“Macha’s themes are victory, success, protection, fertility and fire. Her symbols are red items, the acorn and the crow.  Macha means ‘mighty one.’ Macha used Her potency to clear the land for wheat, giving Her associations with fertility. She also used Her might to protect the Celts’ lands agains invaders, thereby becoming a war Goddess and guardian. Art shows Her dressed in red (color abhorrent to evil) and with blazing red hair, forever chasing off any malevolence that threatens Her children’s success.

Bonfire Night in Scotland takes place around May 22 and is a festival that originally had strong pagan overtones, the fires being lit specifically for ritual offerings that pleased the Gods and Goddesses and invoked their blessings. Additionally, the bright, red fire looked much like Macha’s streaming red hair, and thus it banished any evil spirits from the earth. So don any red-colored clothing today, or maybe temporarily dye your hair red to commemorate this Goddess and draw Her protective energies to your side. Eating red foods (like red peppers) is another alternative for internalizing Macha’s victorious power and overcoming any obstacle standing in your way.

Or, find some acorns and keep them in a Macha fetish bag (any natural-fiber drawstring bag). Anytime you want her power to manifest, simply plant the acorn and express your wish to it. Macha’s potential is in the acorn, ready to sprout!”

(Patricia Telesco, “365 Goddess: a daily guide to the magic and inspiration of the goddess”.)

The Morrigan

“Macha (pronounced MOCK-uh) is an Irish war Goddess, strongly linked to the land. Several Goddesses or heroines bear Her name, but She is generally thought of as one aspect of the triple death-Goddess the Mórrígan (the “Great Queen” or “Phantom Queen”), consisting of Macha ‘Raven’, Badb ‘Scald Crow’ or ‘Boiling’, and Nemain ‘Battle Fury’. Macha is associated with both horses and crows.

The Mórrígan is both sex and battle Goddess, and Her personality is usually described as both war-like and alluring. She is known to be a prophetess: the Washer at the Ford is said to be one aspect of Her, who appears to those about to die. She is commonly shown washing bloody clothes at a river ford; when approached, She tells the enquirer the clothes are theirs. Like the bean sidhe (banshee), who She is believed related to, She is an omen of death.

As Goddess of the land, the Mórrígan are said to be cognate with Ana or Danu, and Macha is said to be one of the Tuatha de Danann.

Three other aspects of Macha feature in Irish folklore, which likely derive from a common Goddess, as they are all said to have a mother named Ernmas (also considered to be the mother to Ériu, Banba, and Fódla, sacred names for Ireland). One Macha, a seeress, was the wife of Nemed ‘Sacred’, who invaded Ireland and fought the Fomorians in Irish legend. Emain Macha, a bronze-age hill fort in Northern Ireland, and legendary capital of Ulster, is said to have been named for Her.

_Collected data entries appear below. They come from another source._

//! The settled outcome of an asynchronous operation.

use serde::Serialize;

use crate::failure::Failure;
use crate::thrown::{self, Thrown};

/// Either the value an operation produced, or the [`Failure`] it ended with.
///
/// The state is fixed at construction. Every query and reaction is total:
/// nothing on an `Outcome` panics because of the state it is in.
///
/// # Examples
///
/// ```
/// use settle_core::{Failure, Outcome};
///
/// let ok = Outcome::resolved(42);
/// assert!(ok.is_resolved());
/// assert_eq!(ok.value(), 42);
///
/// let failed: Outcome<i32> = Outcome::rejected(Failure::new("disk full"));
/// assert_eq!(failed.value(), 0);
/// assert_eq!(failed.failure().map(Failure::message).as_deref(), Some("disk full"));
///
/// let anonymous: Outcome<i32> = Outcome::rejected(None);
/// assert!(anonymous.failure().is_some_and(Failure::is_unknown));
/// ```
#[derive(Debug, Serialize)]
#[serde(tag = "status", content = "value", rename_all = "snake_case")]
#[must_use]
pub enum Outcome<T> {
    Resolved(T),
    Rejected(Failure),
}

impl<T> Outcome<T> {
    /// A successful outcome holding `value`.
    pub const fn resolved(value: T) -> Self {
        Self::Resolved(value)
    }

    /// A failed outcome.
    ///
    /// Passing `None` stores the canonical unknown-error failure, so a
    /// rejection always has something to report.
    pub fn rejected(failure: impl Into<Option<Failure>>) -> Self {
        Self::Rejected(failure.into().unwrap_or_else(Failure::unknown))
    }

    #[must_use]
    pub const fn is_resolved(&self) -> bool {
        matches!(self, Self::Resolved(_))
    }

    #[must_use]
    pub const fn is_rejected(&self) -> bool {
        !self.is_resolved()
    }

    /// The stored value, or `T::default()` when rejected.
    #[must_use]
    pub fn value(&self) -> T
    where
        T: Clone + Default,
    {
        self.as_value().cloned().unwrap_or_default()
    }

    /// Borrow the stored value, if resolved.
    #[must_use]
    pub const fn as_value(&self) -> Option<&T> {
        match self {
            Self::Resolved(value) => Some(value),
            Self::Rejected(_) => None,
        }
    }

    /// Take the stored value, or `T::default()` when rejected.
    #[must_use]
    pub fn into_value(self) -> T
    where
        T: Default,
    {
        match self {
            Self::Resolved(value) => value,
            Self::Rejected(_) => T::default(),
        }
    }

    /// Borrow the stored failure, if rejected.
    #[must_use]
    pub const fn failure(&self) -> Option<&Failure> {
        match self {
            Self::Resolved(_) => None,
            Self::Rejected(failure) => Some(failure),
        }
    }

    /// Take the stored failure, if rejected.
    #[must_use]
    pub fn into_failure(self) -> Option<Failure> {
        match self {
            Self::Resolved(_) => None,
            Self::Rejected(failure) => Some(failure),
        }
    }

    /// Run `f` on the value if resolved. Returns `self` unchanged.
    pub fn on_resolved<F: FnOnce(&T)>(&self, f: F) -> &Self {
        if let Self::Resolved(value) = self {
            f(value);
        }
        self
    }

    /// Run `f` on the failure if rejected. Returns `self` unchanged.
    pub fn on_rejected<F: FnOnce(&Failure)>(&self, f: F) -> &Self {
        if let Self::Rejected(failure) = self {
            f(failure);
        }
        self
    }

    /// Terminal reaction: hand the value to `f` if resolved.
    pub fn on_success<F: FnOnce(T)>(self, f: F) {
        if let Self::Resolved(value) = self {
            f(value);
        }
    }

    /// Terminal reaction: hand the failure to `f` if rejected.
    pub fn on_failure<F: FnOnce(Failure)>(self, f: F) {
        if let Self::Rejected(failure) = self {
            f(failure);
        }
    }

    /// Consume the outcome through exactly one of two callbacks.
    pub fn fold<R, S, E>(self, on_success: S, on_failure: E) -> R
    where
        S: FnOnce(T) -> R,
        E: FnOnce(Failure) -> R,
    {
        match self {
            Self::Resolved(value) => on_success(value),
            Self::Rejected(failure) => on_failure(failure),
        }
    }

    /// Transform the value, keeping a rejection as-is.
    pub fn map<U, F: FnOnce(T) -> U>(self, f: F) -> Outcome<U> {
        match self {
            Self::Resolved(value) => Outcome::Resolved(f(value)),
            Self::Rejected(failure) => Outcome::Rejected(failure),
        }
    }

    /// Convert into a standard `Result` for use with `?`.
    ///
    /// # Errors
    ///
    /// Returns the stored failure when rejected.
    pub fn into_result(self) -> Result<T, Failure> {
        self.into()
    }

    /// Convert to an Option, logging the failure if present.
    #[must_use]
    pub fn into_option_logged(self) -> Option<T> {
        match self {
            Self::Resolved(value) => Some(value),
            Self::Rejected(failure) => {
                tracing::error!("Operation failed: {}", failure);
                None
            }
        }
    }

    /// Get the value or `default`, logging the failure if present.
    pub fn or_default_logged(self, default: T) -> T {
        match self {
            Self::Resolved(value) => value,
            Self::Rejected(failure) => {
                tracing::error!("Operation failed, using default: {}", failure);
                default
            }
        }
    }
}

impl<T> From<Outcome<T>> for Result<T, Failure> {
    fn from(outcome: Outcome<T>) -> Self {
        match outcome {
            Outcome::Resolved(value) => Ok(value),
            Outcome::Rejected(failure) => Err(failure),
        }
    }
}

impl<T, E: Into<Thrown>> From<Result<T, E>> for Outcome<T> {
    fn from(result: Result<T, E>) -> Self {
        match result {
            Ok(value) => Self::Resolved(value),
            Err(thrown) => Self::Rejected(thrown::classify(thrown.into()).1),
        }
    }
}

The second Macha, titled Mong Ruadh (“red-haired”), was a warrior and Queen, who overpowered Her rivals and forced them to build Emain Macha for Her.

“Curse of Macha” by Stephen Reid

The third Macha, and probably the most well-known, was said to be the wife of Crunniuc. Like many supernatural lovers, She warns him to tell no one of Her existence; but he boasts to the king of Ulster that his wife can outrun the fastest chariot. The king then seizes the very pregnant Macha and forces Her to run a race, against Her protests. In spite of this, She does win, and as She crosses the finish line She gives birth. In Her dying pain and anger She curses the men of Ulster to nine times nine generations, that in their time of worst peril they should suffer the pain of childbirth.” [1]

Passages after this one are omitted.